* **Data provided**
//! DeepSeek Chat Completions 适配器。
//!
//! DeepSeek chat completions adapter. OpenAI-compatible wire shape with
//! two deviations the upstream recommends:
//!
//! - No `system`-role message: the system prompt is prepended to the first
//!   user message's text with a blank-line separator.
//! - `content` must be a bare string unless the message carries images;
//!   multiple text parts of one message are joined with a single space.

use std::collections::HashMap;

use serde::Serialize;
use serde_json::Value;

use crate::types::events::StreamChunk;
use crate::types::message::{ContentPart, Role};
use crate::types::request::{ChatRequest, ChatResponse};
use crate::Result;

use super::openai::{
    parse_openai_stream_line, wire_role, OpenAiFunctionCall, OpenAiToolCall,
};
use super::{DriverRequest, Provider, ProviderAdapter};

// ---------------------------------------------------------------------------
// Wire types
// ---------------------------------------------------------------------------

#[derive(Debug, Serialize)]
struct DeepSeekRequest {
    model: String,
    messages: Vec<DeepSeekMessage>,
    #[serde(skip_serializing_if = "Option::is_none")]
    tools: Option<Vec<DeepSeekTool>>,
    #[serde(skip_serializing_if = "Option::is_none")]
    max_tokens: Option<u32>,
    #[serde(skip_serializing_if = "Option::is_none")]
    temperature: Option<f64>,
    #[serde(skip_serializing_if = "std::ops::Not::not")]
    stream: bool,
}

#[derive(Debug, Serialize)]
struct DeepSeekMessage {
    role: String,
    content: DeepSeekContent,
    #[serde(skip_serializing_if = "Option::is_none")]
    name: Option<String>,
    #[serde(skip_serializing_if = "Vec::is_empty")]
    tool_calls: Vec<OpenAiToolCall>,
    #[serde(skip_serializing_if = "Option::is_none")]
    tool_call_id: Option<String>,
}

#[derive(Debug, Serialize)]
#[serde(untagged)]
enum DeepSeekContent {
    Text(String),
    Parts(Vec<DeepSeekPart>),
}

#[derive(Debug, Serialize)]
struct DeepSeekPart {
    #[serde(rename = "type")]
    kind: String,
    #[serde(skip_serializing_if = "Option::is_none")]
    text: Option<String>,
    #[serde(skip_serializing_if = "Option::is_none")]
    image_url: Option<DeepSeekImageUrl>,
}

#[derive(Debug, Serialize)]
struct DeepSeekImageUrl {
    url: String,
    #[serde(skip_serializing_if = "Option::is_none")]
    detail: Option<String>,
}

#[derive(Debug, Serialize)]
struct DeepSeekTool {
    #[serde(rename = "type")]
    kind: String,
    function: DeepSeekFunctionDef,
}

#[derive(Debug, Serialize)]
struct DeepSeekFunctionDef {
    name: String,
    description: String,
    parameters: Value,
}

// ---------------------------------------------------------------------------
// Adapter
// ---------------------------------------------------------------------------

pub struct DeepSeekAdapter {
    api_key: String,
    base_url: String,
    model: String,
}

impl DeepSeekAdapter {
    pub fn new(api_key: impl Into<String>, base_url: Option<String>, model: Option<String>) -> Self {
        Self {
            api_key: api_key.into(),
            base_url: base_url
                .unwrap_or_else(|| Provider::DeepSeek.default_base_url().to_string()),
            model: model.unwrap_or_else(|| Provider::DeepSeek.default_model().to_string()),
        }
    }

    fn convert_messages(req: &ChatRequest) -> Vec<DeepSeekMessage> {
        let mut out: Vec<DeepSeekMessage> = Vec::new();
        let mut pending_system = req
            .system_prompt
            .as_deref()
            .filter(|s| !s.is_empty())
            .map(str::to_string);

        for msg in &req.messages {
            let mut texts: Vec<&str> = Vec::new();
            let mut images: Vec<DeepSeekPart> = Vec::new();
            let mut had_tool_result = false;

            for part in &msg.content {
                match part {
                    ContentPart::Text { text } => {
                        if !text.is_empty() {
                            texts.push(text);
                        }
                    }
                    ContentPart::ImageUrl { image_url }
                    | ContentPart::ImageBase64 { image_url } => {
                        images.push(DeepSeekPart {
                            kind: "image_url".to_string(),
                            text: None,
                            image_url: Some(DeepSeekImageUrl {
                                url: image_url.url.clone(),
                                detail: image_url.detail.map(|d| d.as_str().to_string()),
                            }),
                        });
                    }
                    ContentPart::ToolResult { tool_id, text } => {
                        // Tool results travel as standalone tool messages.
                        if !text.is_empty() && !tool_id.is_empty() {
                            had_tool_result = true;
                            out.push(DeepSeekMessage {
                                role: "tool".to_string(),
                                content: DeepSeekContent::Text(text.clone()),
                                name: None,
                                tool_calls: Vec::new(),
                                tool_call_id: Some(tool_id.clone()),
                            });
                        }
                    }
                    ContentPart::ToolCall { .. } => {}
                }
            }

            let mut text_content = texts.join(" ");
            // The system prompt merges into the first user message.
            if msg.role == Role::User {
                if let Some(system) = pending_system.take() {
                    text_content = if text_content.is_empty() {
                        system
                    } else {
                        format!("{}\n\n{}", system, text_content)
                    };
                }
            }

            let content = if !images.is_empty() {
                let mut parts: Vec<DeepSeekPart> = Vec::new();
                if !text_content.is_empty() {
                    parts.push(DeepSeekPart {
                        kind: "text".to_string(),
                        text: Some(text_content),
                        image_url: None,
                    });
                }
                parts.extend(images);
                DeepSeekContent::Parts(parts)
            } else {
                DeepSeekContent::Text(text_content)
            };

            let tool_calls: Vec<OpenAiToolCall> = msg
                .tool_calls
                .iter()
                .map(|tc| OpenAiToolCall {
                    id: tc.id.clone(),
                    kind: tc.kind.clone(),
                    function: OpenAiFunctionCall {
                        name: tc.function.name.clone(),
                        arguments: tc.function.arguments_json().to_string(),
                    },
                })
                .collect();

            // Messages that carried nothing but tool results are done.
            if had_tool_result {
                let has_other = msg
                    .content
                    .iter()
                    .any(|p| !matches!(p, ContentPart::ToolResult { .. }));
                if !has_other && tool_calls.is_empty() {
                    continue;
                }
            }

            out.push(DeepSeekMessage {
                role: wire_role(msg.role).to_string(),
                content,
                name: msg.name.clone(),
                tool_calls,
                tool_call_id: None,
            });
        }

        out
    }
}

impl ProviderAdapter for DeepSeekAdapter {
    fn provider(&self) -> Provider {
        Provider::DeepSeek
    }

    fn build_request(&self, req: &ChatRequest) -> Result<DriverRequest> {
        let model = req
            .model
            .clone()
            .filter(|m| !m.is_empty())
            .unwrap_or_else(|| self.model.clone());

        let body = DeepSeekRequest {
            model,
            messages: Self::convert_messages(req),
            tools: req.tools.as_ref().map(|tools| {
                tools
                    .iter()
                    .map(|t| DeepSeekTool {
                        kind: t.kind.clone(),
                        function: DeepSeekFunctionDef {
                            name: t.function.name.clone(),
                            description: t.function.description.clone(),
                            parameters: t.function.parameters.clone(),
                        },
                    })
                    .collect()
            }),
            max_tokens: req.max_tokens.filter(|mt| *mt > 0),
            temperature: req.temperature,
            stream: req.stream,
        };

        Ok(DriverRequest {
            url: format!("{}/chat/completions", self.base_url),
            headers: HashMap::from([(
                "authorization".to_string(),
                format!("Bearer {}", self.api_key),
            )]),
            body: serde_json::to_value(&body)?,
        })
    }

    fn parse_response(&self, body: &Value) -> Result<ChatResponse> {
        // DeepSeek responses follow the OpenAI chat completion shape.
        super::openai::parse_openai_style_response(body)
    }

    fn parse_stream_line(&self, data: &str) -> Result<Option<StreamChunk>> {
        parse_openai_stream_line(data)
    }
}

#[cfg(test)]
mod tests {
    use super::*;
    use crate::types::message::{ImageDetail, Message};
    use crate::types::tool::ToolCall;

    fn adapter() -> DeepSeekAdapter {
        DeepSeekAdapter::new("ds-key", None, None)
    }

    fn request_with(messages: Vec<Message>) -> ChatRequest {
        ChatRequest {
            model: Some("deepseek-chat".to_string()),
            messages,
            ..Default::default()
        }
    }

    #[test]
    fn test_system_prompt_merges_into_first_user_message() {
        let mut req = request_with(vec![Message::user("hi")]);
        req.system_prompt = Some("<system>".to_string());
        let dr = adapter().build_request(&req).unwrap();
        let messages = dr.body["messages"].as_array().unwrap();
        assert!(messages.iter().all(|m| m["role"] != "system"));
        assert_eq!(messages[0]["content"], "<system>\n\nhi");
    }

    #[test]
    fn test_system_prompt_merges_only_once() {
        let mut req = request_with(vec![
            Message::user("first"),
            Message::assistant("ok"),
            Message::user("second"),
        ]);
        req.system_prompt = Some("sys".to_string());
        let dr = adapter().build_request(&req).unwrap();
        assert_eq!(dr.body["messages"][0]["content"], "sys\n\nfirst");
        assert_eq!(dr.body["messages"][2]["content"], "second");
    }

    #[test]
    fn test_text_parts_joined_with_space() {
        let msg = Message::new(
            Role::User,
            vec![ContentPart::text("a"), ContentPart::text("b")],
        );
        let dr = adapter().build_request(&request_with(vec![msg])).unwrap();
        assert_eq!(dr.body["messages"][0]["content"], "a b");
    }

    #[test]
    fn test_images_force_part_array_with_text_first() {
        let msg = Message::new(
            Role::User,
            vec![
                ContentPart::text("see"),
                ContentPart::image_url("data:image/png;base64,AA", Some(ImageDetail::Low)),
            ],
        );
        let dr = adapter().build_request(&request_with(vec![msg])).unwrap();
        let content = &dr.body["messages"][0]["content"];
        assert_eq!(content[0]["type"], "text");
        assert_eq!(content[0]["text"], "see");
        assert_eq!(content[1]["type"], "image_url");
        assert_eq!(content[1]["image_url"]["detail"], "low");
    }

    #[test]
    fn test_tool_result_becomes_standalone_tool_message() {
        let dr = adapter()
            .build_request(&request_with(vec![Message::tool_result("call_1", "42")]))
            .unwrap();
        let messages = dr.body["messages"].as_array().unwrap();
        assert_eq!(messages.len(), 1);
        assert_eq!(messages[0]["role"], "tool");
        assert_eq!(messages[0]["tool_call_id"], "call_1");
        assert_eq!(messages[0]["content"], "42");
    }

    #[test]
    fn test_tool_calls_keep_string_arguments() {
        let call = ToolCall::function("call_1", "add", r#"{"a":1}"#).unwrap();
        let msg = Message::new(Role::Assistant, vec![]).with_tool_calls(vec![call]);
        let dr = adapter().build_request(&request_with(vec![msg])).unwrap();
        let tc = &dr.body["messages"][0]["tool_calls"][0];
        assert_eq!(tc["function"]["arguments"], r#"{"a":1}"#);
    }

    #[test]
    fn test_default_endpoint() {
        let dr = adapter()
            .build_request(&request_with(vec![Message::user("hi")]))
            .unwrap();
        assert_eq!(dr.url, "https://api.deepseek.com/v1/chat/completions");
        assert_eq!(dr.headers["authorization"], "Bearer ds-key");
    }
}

* **Work instructions**
Looking at the entries above, count the lines that contain "kind" and answer with only the number.

* **Answer to this exercise**
6